_Data extracts_
*** Block opens ***

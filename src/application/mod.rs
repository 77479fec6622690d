//! Application layer - Commands and Handlers.
//!
//! This layer orchestrates the dialog engine and coordinates between ports.
//! Hosts call these handlers once per inbound message or control request.

pub mod handlers;

pub use handlers::{
    CancelConversationCommand, CancelConversationHandler, ProcessTurnCommand, ProcessTurnError,
    ProcessTurnHandler, ProcessTurnResult, RepromptConversationCommand,
    RepromptConversationHandler,
};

*** Block closes ***

_Work instructions_
Could you give the data above again, exact in every line?

_Answer section_
filename src/application/mod.rs
repository 77479fec6622690d
//! Application layer - Commands and Handlers.
//!
//! This layer orchestrates the dialog engine and coordinates between ports.
//! Hosts call these handlers once per inbound message or control request.

pub mod handlers;

pub use handlers::{
    CancelConversationCommand, CancelConversationHandler, ProcessTurnCommand, ProcessTurnError,
    ProcessTurnHandler, ProcessTurnResult, RepromptConversationCommand,
    RepromptConversationHandler,
};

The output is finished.